Please transcribe exactly the lines from the one containing "f_builder.ret(ctx, b).unwrap();" through the end of the records below, both included, and nothing else.

::: Records shown

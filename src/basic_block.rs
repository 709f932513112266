use rustc_hash::FxHashSet;
use thiserror::Error;

use crate::{
    common_traits::Verify,
    context::{private::ArenaObj, ArenaCell, Context, Ptr},
    function::Function,
    location::Location,
    operation::Operation,
    printable::{self, fmt_indented_newline, fmt_iter, ListSeparator, Printable},
    result::Result,
    value::Value,
    verify_err,
};

#[derive(Debug, Error)]
pub enum BlockVerifyErr {
    #[error("block {0} is empty")]
    Empty(String),
    #[error("block {0} does not end with a terminator")]
    MissingTerminator(String),
    #[error("block {0} has a terminator before its last operation")]
    EarlyTerminator(String),
    #[error("operand {opd_idx} of operation {op_idx} in block {block} is not defined before its use")]
    UseBeforeDef {
        block: String,
        op_idx: usize,
        opd_idx: usize,
    },
    #[error("operand {opd_idx} of operation {op_idx} in block {block} is an argument of another function")]
    ForeignArgument {
        block: String,
        op_idx: usize,
        opd_idx: usize,
    },
}

/// A basic block contains a list of [Operation]s, the last of which
/// must be a terminator.
#[derive(Debug)]
pub struct BasicBlock {
    pub self_ptr: Ptr<BasicBlock>,
    pub label: String,
    pub ops: Vec<Ptr<Operation>>,
    pub parent_func: Ptr<Function>,
}

impl BasicBlock {
    pub fn new(ctx: &mut Context, label: &str, parent_func: Ptr<Function>) -> Ptr<BasicBlock> {
        let f = |self_ptr: Ptr<BasicBlock>| BasicBlock {
            self_ptr,
            label: label.to_string(),
            ops: vec![],
            parent_func,
        };
        Self::alloc(ctx, f)
    }

    /// Get the terminator of this block, if it has one.
    pub fn get_terminator(&self, ctx: &Context) -> Option<Ptr<Operation>> {
        self.ops
            .last()
            .filter(|op| op.deref(ctx).is_terminator())
            .copied()
    }
}

impl Verify for BasicBlock {
    fn verify(&self, ctx: &Context) -> Result<()> {
        if self.ops.is_empty() {
            return verify_err!(Location::Unknown, BlockVerifyErr::Empty(self.label.clone()));
        }
        if self.get_terminator(ctx).is_none() {
            return verify_err!(
                Location::Unknown,
                BlockVerifyErr::MissingTerminator(self.label.clone())
            );
        }

        // Straight-line code: an operand is defined iff it's produced by an
        // earlier operation of this block or is an argument of our function.
        let mut defined = FxHashSet::<Ptr<Operation>>::default();
        let last_idx = self.ops.len() - 1;
        for (op_idx, op_ptr) in self.ops.iter().enumerate() {
            let op = op_ptr.deref(ctx);
            if op.is_terminator() && op_idx != last_idx {
                return verify_err!(
                    Location::Unknown,
                    BlockVerifyErr::EarlyTerminator(self.label.clone())
                );
            }
            for (opd_idx, opd) in op.operands.iter().enumerate() {
                match opd {
                    Value::Argument { func, .. } if *func != self.parent_func => {
                        return verify_err!(
                            Location::Unknown,
                            BlockVerifyErr::ForeignArgument {
                                block: self.label.clone(),
                                op_idx,
                                opd_idx,
                            }
                        );
                    }
                    Value::OpResult { op: def, .. } if !defined.contains(def) => {
                        return verify_err!(
                            Location::Unknown,
                            BlockVerifyErr::UseBeforeDef {
                                block: self.label.clone(),
                                op_idx,
                                opd_idx,
                            }
                        );
                    }
                    _ => (),
                }
            }
            op.verify(ctx)?;
            defined.insert(*op_ptr);
        }
        Ok(())
    }
}

impl Printable for BasicBlock {
    fn fmt(
        &self,
        ctx: &Context,
        state: &printable::State,
        f: &mut std::fmt::Formatter<'_>,
    ) -> std::fmt::Result {
        write!(f, "{}:", self.label)?;
        crate::indented_block!(state, {
            fmt_indented_newline(state, f)?;
            fmt_iter(self.ops.iter(), ctx, state, ListSeparator::Newline, f)?;
        });
        Ok(())
    }
}

impl ArenaObj for BasicBlock {
    fn get_arena(ctx: &Context) -> &ArenaCell<Self> {
        &ctx.basic_blocks
    }
    fn get_arena_mut(ctx: &mut Context) -> &mut ArenaCell<Self> {
        &mut ctx.basic_blocks
    }
    fn dealloc_sub_objects(ptr: Ptr<Self>, ctx: &mut Context) {
        let ops = std::mem::take(&mut ptr.deref_mut(ctx).ops);
        for op in ops {
            ArenaObj::dealloc(op, ctx);
        }
    }
}

#[cfg(test)]
mod tests {
    use super::*;
    use crate::{
        irbuild::builder::IRBuilder, module::Module, operation::OpVerifyErr,
        result::ErrorKind,
    };

    // A module with `f(a)` and `g(b)`, both given empty entry blocks.
    fn two_functions(ctx: &mut Context) -> (Ptr<Function>, IRBuilder, Ptr<Function>, IRBuilder) {
        let mut module = Module::new("test");
        let f = module.declare_function(ctx, "f", vec!["a".into()]).unwrap();
        let g = module.declare_function(ctx, "g", vec!["b".into()]).unwrap();
        let f_builder = IRBuilder::new_at_block_end(Function::create_entry_block(f, ctx));
        let g_builder = IRBuilder::new_at_block_end(Function::create_entry_block(g, ctx));
        (f, f_builder, g, g_builder)
    }

    fn block_err(func: Ptr<Function>, ctx: &Context) -> BlockVerifyErr {
        let err = func.verify(ctx).unwrap_err();
        assert_eq!(err.kind, ErrorKind::VerificationFailed);
        *err.err.downcast::<BlockVerifyErr>().unwrap()
    }

    #[test]
    fn empty_and_unterminated() {
        let ctx = &mut Context::new();
        let (f, f_builder, ..) = two_functions(ctx);
        assert!(matches!(block_err(f, ctx), BlockVerifyErr::Empty(_)));

        f_builder.fconst(ctx, 1.0).unwrap();
        assert!(matches!(
            block_err(f, ctx),
            BlockVerifyErr::MissingTerminator(_)
        ));
    }

    #[test]
    fn early_terminator() {
        let ctx = &mut Context::new();
        let (f, f_builder, ..) = two_functions(ctx);
        let a = f.deref(ctx).get_argument(0);
        f_builder.ret(ctx, a).unwrap();
        f_builder.ret(ctx, a).unwrap();
        assert!(matches!(
            block_err(f, ctx),
            BlockVerifyErr::EarlyTerminator(_)
        ));
    }

    #[test]
    fn values_from_other_functions() {
        let ctx = &mut Context::new();
        let (f, f_builder, g, g_builder) = two_functions(ctx);
        let b = g.deref(ctx).get_argument(0);
        f_builder.ret(ctx, b).unwrap();
        assert!(matches!(
            block_err(f, ctx),
            BlockVerifyErr::ForeignArgument { op_idx: 0, .. }
        ));

        let c = g_builder.fconst(ctx, 2.0).unwrap();
        g_builder.ret(ctx, c).unwrap();
        g.verify(ctx).unwrap();

        let f_entry = f.deref(ctx).get_entry_block().unwrap();
        f_entry.deref_mut(ctx).ops.clear();
        f_builder.ret(ctx, c).unwrap();
        assert!(matches!(
            block_err(f, ctx),
            BlockVerifyErr::UseBeforeDef { op_idx: 0, opd_idx: 0, .. }
        ));
    }

    #[test]
    fn operand_types() {
        let ctx = &mut Context::new();
        let (f, f_builder, ..) = two_functions(ctx);
        let a = f.deref(ctx).get_argument(0);
        let bad = f_builder.uitofp(ctx, a).unwrap();
        f_builder.ret(ctx, bad).unwrap();

        let err = f.verify(ctx).unwrap_err();
        assert!(matches!(
            err.downcast_ref::<OpVerifyErr>(),
            Some(OpVerifyErr::OperandType { opcode: "uitofp", .. })
        ));
    }
}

::::::

### Result for this task
        f_builder.ret(ctx, b).unwrap();
        assert!(matches!(
            block_err(f, ctx),
            BlockVerifyErr::ForeignArgument { op_idx: 0, .. }
        ));

        let c = g_builder.fconst(ctx, 2.0).unwrap();
        g_builder.ret(ctx, c).unwrap();
        g.verify(ctx).unwrap();

        let f_entry = f.deref(ctx).get_entry_block().unwrap();
        f_entry.deref_mut(ctx).ops.clear();
        f_builder.ret(ctx, c).unwrap();
        assert!(matches!(
            block_err(f, ctx),
            BlockVerifyErr::UseBeforeDef { op_idx: 0, opd_idx: 0, .. }
        ));
    }

    #[test]
    fn operand_types() {
        let ctx = &mut Context::new();
        let (f, f_builder, ..) = two_functions(ctx);
        let a = f.deref(ctx).get_argument(0);
        let bad = f_builder.uitofp(ctx, a).unwrap();
        f_builder.ret(ctx, bad).unwrap();

        let err = f.verify(ctx).unwrap_err();
        assert!(matches!(
            err.downcast_ref::<OpVerifyErr>(),
            Some(OpVerifyErr::OperandType { opcode: "uitofp", .. })
        ));
    }
}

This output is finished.